Given records:
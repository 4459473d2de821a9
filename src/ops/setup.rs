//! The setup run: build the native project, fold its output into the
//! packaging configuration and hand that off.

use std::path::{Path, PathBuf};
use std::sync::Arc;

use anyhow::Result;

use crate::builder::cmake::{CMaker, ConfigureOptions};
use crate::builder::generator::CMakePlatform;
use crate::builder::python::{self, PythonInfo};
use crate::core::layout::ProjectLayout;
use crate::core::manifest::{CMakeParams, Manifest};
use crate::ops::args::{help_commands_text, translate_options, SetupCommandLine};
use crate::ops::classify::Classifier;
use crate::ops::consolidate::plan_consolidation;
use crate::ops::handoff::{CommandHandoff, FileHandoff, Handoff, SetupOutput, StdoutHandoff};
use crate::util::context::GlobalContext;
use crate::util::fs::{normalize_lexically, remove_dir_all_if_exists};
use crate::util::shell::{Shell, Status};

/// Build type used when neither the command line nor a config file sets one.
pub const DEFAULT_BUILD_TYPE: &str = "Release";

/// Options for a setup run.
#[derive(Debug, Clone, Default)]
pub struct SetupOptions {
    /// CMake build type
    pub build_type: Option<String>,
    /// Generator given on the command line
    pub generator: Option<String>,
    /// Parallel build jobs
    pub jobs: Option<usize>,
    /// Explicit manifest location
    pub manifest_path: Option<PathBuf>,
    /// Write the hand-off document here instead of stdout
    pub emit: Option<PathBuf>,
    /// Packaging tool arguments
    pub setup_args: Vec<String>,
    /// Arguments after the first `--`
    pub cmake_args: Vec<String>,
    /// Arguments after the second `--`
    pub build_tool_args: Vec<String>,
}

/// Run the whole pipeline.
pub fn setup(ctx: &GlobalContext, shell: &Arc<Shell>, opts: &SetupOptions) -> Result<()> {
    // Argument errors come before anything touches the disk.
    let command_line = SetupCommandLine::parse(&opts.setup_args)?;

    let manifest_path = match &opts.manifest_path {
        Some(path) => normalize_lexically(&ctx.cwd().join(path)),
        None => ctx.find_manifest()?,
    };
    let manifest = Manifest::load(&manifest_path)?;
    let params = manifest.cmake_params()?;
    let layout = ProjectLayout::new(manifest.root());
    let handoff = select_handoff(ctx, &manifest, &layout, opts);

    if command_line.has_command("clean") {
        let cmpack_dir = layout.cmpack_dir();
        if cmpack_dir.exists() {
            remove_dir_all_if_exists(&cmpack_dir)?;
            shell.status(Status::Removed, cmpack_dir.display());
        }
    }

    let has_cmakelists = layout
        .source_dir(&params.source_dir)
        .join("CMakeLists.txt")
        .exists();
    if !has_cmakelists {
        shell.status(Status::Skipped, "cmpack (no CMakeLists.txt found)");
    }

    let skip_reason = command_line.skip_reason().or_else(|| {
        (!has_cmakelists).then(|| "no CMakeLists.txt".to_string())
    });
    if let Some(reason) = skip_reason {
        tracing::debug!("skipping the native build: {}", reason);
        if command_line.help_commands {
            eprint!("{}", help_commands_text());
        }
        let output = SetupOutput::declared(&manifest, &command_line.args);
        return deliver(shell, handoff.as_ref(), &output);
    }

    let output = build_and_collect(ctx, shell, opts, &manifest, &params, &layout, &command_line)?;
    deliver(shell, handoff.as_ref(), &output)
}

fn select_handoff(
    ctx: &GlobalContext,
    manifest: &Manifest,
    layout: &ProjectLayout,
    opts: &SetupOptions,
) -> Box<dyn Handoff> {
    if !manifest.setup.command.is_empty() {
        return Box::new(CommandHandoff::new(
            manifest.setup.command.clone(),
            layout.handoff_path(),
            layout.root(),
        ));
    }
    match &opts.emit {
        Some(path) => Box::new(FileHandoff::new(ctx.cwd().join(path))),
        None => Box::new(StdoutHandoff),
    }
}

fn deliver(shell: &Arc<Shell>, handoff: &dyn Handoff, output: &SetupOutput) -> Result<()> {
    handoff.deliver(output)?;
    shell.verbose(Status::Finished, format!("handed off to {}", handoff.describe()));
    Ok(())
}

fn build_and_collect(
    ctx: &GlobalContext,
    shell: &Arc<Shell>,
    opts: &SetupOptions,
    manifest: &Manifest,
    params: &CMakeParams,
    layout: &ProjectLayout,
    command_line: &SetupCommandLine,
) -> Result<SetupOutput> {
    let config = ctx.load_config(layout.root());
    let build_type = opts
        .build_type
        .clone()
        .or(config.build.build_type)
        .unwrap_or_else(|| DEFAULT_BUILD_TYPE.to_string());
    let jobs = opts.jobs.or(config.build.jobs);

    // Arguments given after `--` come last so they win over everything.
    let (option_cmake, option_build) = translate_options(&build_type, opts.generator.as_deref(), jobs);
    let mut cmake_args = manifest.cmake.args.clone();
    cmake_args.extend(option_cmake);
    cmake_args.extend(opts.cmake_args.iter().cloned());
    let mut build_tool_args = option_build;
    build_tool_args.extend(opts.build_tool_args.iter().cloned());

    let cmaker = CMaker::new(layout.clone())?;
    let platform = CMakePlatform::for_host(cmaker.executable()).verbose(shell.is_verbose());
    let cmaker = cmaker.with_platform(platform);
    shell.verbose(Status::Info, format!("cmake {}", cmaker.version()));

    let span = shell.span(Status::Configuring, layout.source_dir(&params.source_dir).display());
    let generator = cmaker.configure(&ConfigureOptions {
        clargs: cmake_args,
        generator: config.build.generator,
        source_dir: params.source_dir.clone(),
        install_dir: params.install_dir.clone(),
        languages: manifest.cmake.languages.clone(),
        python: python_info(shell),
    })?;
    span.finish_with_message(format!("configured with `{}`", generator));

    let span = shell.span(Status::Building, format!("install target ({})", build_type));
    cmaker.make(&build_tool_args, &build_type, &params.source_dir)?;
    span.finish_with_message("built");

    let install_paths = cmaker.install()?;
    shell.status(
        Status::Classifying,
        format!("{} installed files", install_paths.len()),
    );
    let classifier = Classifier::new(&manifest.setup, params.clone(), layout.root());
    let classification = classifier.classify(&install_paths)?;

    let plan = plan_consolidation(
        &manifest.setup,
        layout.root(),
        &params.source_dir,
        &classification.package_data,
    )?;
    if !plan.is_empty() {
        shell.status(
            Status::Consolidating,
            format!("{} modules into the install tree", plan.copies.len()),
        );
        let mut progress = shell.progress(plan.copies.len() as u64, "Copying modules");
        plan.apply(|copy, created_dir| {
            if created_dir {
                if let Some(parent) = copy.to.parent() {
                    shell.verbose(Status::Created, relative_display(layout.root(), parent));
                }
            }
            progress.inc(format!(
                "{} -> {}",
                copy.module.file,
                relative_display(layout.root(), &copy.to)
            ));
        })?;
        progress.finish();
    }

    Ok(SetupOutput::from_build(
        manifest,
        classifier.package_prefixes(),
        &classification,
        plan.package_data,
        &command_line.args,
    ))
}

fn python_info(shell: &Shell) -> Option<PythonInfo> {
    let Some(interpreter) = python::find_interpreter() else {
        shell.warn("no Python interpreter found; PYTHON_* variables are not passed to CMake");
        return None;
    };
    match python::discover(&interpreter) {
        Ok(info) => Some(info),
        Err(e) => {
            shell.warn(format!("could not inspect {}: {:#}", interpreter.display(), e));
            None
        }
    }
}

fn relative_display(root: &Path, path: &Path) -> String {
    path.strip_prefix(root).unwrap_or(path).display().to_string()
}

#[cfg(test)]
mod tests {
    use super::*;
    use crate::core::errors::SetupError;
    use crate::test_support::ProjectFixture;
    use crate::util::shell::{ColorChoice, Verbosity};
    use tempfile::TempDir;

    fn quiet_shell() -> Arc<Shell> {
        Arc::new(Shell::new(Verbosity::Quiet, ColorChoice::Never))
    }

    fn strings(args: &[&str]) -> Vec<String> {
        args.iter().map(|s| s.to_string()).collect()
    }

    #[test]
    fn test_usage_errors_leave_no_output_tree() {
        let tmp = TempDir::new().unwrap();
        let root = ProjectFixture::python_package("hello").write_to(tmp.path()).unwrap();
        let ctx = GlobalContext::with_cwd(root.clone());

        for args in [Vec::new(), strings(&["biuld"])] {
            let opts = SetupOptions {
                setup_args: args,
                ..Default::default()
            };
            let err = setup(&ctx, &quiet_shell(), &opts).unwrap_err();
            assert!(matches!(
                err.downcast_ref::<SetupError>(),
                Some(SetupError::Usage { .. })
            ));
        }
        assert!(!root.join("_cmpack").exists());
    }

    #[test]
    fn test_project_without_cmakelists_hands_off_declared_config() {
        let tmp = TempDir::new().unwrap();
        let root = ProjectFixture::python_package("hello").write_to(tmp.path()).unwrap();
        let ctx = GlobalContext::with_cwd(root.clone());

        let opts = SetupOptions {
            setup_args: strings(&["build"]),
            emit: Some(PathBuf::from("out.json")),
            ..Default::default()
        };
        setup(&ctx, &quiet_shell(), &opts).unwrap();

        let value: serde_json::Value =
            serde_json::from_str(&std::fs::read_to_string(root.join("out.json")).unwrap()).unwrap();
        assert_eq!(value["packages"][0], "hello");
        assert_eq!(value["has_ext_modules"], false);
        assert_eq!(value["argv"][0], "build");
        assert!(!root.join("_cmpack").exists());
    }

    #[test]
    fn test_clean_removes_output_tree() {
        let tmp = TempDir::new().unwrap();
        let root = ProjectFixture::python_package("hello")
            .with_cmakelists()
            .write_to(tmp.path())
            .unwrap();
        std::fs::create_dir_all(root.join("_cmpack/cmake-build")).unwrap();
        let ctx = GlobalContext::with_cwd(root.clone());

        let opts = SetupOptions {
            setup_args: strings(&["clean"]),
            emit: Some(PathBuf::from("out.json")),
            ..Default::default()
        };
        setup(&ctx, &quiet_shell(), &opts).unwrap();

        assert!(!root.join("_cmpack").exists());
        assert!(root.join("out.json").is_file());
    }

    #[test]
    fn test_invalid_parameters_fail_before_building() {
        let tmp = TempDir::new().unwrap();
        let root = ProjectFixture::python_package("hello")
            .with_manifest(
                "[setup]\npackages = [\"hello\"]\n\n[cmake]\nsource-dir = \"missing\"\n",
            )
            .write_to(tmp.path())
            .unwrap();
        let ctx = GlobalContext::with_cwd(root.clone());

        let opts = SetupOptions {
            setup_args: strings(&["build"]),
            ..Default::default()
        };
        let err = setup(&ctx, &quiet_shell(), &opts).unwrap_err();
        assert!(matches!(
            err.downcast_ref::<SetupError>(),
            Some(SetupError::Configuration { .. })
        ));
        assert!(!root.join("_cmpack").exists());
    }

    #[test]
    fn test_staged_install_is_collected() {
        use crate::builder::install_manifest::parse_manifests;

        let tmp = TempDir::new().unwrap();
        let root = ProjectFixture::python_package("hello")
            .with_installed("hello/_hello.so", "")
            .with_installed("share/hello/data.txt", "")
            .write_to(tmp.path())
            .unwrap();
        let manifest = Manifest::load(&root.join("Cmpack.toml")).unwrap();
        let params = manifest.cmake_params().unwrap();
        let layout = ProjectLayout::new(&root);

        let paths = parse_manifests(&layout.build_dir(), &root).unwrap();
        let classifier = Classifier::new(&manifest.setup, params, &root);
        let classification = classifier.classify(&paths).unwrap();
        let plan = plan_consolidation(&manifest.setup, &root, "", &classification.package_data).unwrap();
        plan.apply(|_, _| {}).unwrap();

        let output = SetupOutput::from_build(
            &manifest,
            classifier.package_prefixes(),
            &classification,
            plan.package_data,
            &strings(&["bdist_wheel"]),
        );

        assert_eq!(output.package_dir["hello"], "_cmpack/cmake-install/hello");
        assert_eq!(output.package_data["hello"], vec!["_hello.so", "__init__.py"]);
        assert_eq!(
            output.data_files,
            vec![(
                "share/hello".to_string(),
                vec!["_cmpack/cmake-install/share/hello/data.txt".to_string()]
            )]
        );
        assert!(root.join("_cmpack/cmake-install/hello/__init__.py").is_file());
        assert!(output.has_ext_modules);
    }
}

Task item: Using the data above, print exactly the lines from the line that contains "after the first" through the line that contains "the whole pipeline.", with both included.

Result below:
    /// Arguments after the first `--`
    pub cmake_args: Vec<String>,
    /// Arguments after the second `--`
    pub build_tool_args: Vec<String>,
}

/// Run the whole pipeline.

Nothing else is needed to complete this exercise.